Wednesday, October 22, 2008

Pushing on a String

I wanted to plant the seed on this one, it really deserves much more conversation: the money multiplier may work on the way in, BUT ALWAYS works on the way out.

Our financial markets are based on a fractional reserve banking system. Simply put, a lending institution is allowed by regulators to lend out more money than it has accepted in deposits. If a bank secures $100 in deposits, it is possible for the bank to create roughly $1,000 in loans. Let's take a look....

A bank is required to hold on reserve only a fraction of the deposits it garners. Only a fraction is held because it is postulated that depositors don't redeem their deposits at one time. The required reserve ratio is set by the Federal Reserve. The current ratio is tiered, based on bank size and deposit type.


Reserve Requirements

Type of liability

Requirement

(Percentage of liabilities)

Net transaction accounts

$0 to $10.3 million

0

More than $10.3 million to $44.4 million

3

More than $44.4 million

10

Nonpersonal time deposits

0

Eurocurrency liabilities

0

Let's use 10% for sample calculations: a customer deposits $1,000 in a bank. The bank is required to hold $100 in reserve with the Fed and can lend $900 out. The customer who borrows that $900 buys a TV. The store owner takes the $900 check and deposits it in his bank (possibly the same bank as the borrower secured his loan from, but the net effect on the banking system are the same even it is a different bank). The process continues: the bank holds $90 in reserves and can lend $810. The end result is that the initial $1,000 deposit can create $10,000 in money supply: $1,000 * (1/0.10) = $10,000.
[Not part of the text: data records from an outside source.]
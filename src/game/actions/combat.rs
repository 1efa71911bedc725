//! # Combat
//!
//! Melee and ranged attacks, the zombie horde bonus, and the damage pipeline
//! every attack resolves through.

use super::{
    ActionKind, ActionResult, ActionSettings, Hook, Performable, Resolvable, TargetStrategy,
};
use crate::game::{GameEvent, GameState, ObjectRef, WeaponStats};

fn weapon_result(stats: &WeaponStats) -> ActionResult {
    ActionResult {
        damage: Some(stats.damage),
        knock_back: stats.knock_back,
        knock_down: stats.knock_down,
        area: stats.area,
        ..ActionResult::default()
    }
}

fn after_attack(state: &mut GameState, source: ObjectRef, target: ObjectRef, settings: &ActionSettings) {
    if let Some(result) = settings.result.as_ref() {
        state.resolve_area_effect(source, target, result);
    }
}

fn mark_attack_sound(state: &mut GameState, source: ObjectRef) {
    if let Some(pos) = state.object_position(source) {
        state.layers.mark_sound(pos);
    }
}

fn is_destructible_furniture(state: &GameState, target: ObjectRef) -> bool {
    match target {
        ObjectRef::Furniture(id) => state.furniture.get(id).map_or(false, |f| f.is_destructible()),
        _ => false,
    }
}

// --- melee ----------------------------------------------------------------

fn has_melee_weapon(state: &GameState, source: ObjectRef, _: &ActionSettings) -> bool {
    match source {
        ObjectRef::Entity(id) => state
            .entities
            .get(id)
            .map_or(false, |entity| entity.melee_stats().is_some()),
        _ => false,
    }
}

fn melee_result(state: &GameState, source: ObjectRef, target: ObjectRef) -> Option<ActionResult> {
    let entity = match source {
        ObjectRef::Entity(id) => state.entities.get(id)?,
        _ => return None,
    };
    let mut result = weapon_result(entity.melee_stats()?);
    result.impact = state.object_position(target);
    Some(result)
}

/// Attack an adjacent target with the equipped melee weapon.
pub fn melee_performable() -> Performable {
    Performable {
        can_perform_action: Hook::Computed(has_melee_weapon),
        perform_action: Hook::Computed(|state, source, target, _| {
            let result = melee_result(state, source, target)?;
            mark_attack_sound(state, source);
            Some(result)
        }),
        after_success: Some(after_attack),
        ..Performable::always()
    }
}

/// Zombie melee: the accumulated horde bonus is spent on destructible furniture.
pub fn zombie_melee_performable() -> Performable {
    Performable {
        perform_action: Hook::Computed(|state, source, target, _| {
            let mut result = melee_result(state, source, target)?;
            if is_destructible_furniture(state, target) {
                if let ObjectRef::Entity(id) = source {
                    if let Some(zombie) = state.entities.get_mut(id) {
                        let bonus = std::mem::take(&mut zombie.horde_push_bonus);
                        result.damage = result.damage.map(|damage| damage + bonus);
                    }
                }
            }
            mark_attack_sound(state, source);
            Some(result)
        }),
        ..melee_performable()
    }
}

pub fn melee_resolvable() -> Resolvable {
    Resolvable {
        can_resolve_action: Hook::Always,
        resolve_action: Hook::Computed(|state, target, settings| {
            state.apply_damage(target, ActionKind::MeleeAttack, settings)
        }),
    }
}

// --- ranged ---------------------------------------------------------------

/// Shoot a visible target within weapon range. Each shot spends a round.
pub fn ranged_performable() -> Performable {
    Performable {
        can_perform_action: Hook::Computed(|state, source, _| match source {
            ObjectRef::Entity(id) => state
                .entities
                .get(id)
                .and_then(|entity| entity.ranged_stats())
                .map_or(false, |stats| stats.has_ammo()),
            _ => false,
        }),
        perform_action: Hook::Computed(|state, source, target, _| {
            let id = match source {
                ObjectRef::Entity(id) => id,
                _ => return None,
            };
            let impact = state.object_position(target);
            let stats = state.entities.get_mut(id)?.ranged_stats_mut()?;
            if !stats.has_ammo() {
                return None;
            }
            if stats.ammo_type.is_some() {
                stats.loaded -= 1;
            }
            let mut result = weapon_result(&stats.weapon);
            result.impact = impact;
            mark_attack_sound(state, source);
            Some(result)
        }),
        targets: TargetStrategy::Ranged,
        after_success: Some(after_attack),
        ..Performable::always()
    }
}

/// Ranged hits must be in view; splash damage skips that check.
pub fn ranged_resolvable() -> Resolvable {
    Resolvable {
        can_resolve_action: Hook::Computed(|state, target, _| {
            state
                .object_position(target)
                .map_or(false, |pos| state.fov().is_visible(pos))
        }),
        resolve_action: Hook::Computed(|state, target, settings| {
            let pos = state.object_position(target);
            let hit = state.apply_damage(target, ActionKind::RangedAttack, settings);
            if hit {
                if let Some(pos) = pos {
                    state.layers.mark_damage(pos);
                }
            }
            hit
        }),
    }
}

// --- horde push bonus -----------------------------------------------------

/// Hands the pusher's melee damage plus its own bonus to the zombie in front.
pub fn horde_push_performable() -> Performable {
    Performable {
        perform_action: Hook::Computed(|state, source, _, _| {
            let entity = match source {
                ObjectRef::Entity(id) => state.entities.get(id)?,
                _ => return None,
            };
            Some(ActionResult {
                horde_bonus: Some(entity.melee_damage().unwrap_or(0) + entity.horde_push_bonus),
                ..ActionResult::default()
            })
        }),
        after_success: Some(|state, source, _, _| {
            if let ObjectRef::Entity(id) = source {
                if let Some(entity) = state.entities.get_mut(id) {
                    entity.horde_push_bonus = 0;
                }
            }
        }),
        ..Performable::always()
    }
}

pub fn horde_push_resolvable() -> Resolvable {
    Resolvable {
        can_resolve_action: Hook::Always,
        resolve_action: Hook::Computed(|state, target, settings| {
            let bonus = match settings.result.as_ref().and_then(|r| r.horde_bonus) {
                Some(bonus) => bonus,
                None => return false,
            };
            match target {
                ObjectRef::Entity(id) => match state.entities.get_mut(id) {
                    Some(entity) => {
                        entity.horde_push_bonus += bonus;
                        true
                    }
                    None => false,
                },
                _ => false,
            }
        }),
    }
}

// --- damage pipeline ------------------------------------------------------

impl GameState {
    /// Applies `settings.result.damage` to the target.
    ///
    /// Organic targets bleed onto their tile. Entities reaching 0 hp die and
    /// leave the grid; destructible furniture is smashed and removed.
    pub fn apply_damage(
        &mut self,
        target: ObjectRef,
        action: ActionKind,
        settings: &ActionSettings,
    ) -> bool {
        let damage = match settings.result.as_ref().and_then(|r| r.damage) {
            Some(damage) => damage.max(0),
            None => return false,
        };
        let attacker = settings
            .source
            .map(|source| self.object_name(source))
            .unwrap_or_else(|| "Something".to_string());

        match target {
            ObjectRef::Entity(id) => {
                let (name, pos, organic, hp) = match self.entities.get_mut(id) {
                    Some(entity) if entity.is_alive() => {
                        entity.hp -= damage;
                        (entity.name.clone(), entity.position, entity.organic, entity.hp)
                    }
                    _ => return false,
                };
                self.push_event(GameEvent::Attacked {
                    attacker,
                    target: name.clone(),
                    damage,
                    action,
                });
                if organic && damage > 0 {
                    let blood = (damage as u32).saturating_mul(self.config.blood_per_damage);
                    self.splatter(pos, blood);
                }
                if hp <= 0 {
                    self.bury_entity(id);
                    self.push_event(GameEvent::Died { name, position: pos });
                }
                true
            }
            ObjectRef::Furniture(id) => {
                let (name, pos, hp) = match self.furniture.get_mut(id) {
                    Some(furniture) if !furniture.dead => match furniture.hp.as_mut() {
                        Some(hp) => {
                            *hp -= damage;
                            (furniture.name.clone(), furniture.position, *hp)
                        }
                        None => return false,
                    },
                    _ => return false,
                };
                self.push_event(GameEvent::Attacked {
                    attacker,
                    target: format!("the {}", name),
                    damage,
                    action,
                });
                if hp <= 0 {
                    if let Some(furniture) = self.furniture.get_mut(id) {
                        furniture.dead = true;
                    }
                    self.furniture.remove(id);
                    self.layers.mark_smash(pos);
                    self.push_event(GameEvent::Destroyed { name, position: pos });
                }
                true
            }
            ObjectRef::Item(_) => false,
        }
    }
}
The caveat: banks do not have to make the maximum amount of loans. All we know is that there is somewhere in between $1,000 and $10,000 introduced into the system.

However, when the customer withdraws that $1,000, the net impact on the system IS a drop of $10,000. In an earlier post, I mentioned that the Fed was in a race to put money into the system at a faster rate than it was being removed. This is compounded by the fact that the Fed can't control how many loans are made with the additional liquidity (pushing on a string). If banks choose to be conservative, the Fed must over-supply the market with funds relative to the anticipated amount of money creation implied by the reserve ratio.

Loan defaults deplete the system, just like withdrawals. So each time you here about a $1 billion of loans written off and not recovered, $10 billion have just been removed from the system.



1 comment:

Anonymous said...

Excellent point made in your comment! Why is no one talking about this in the main stream media?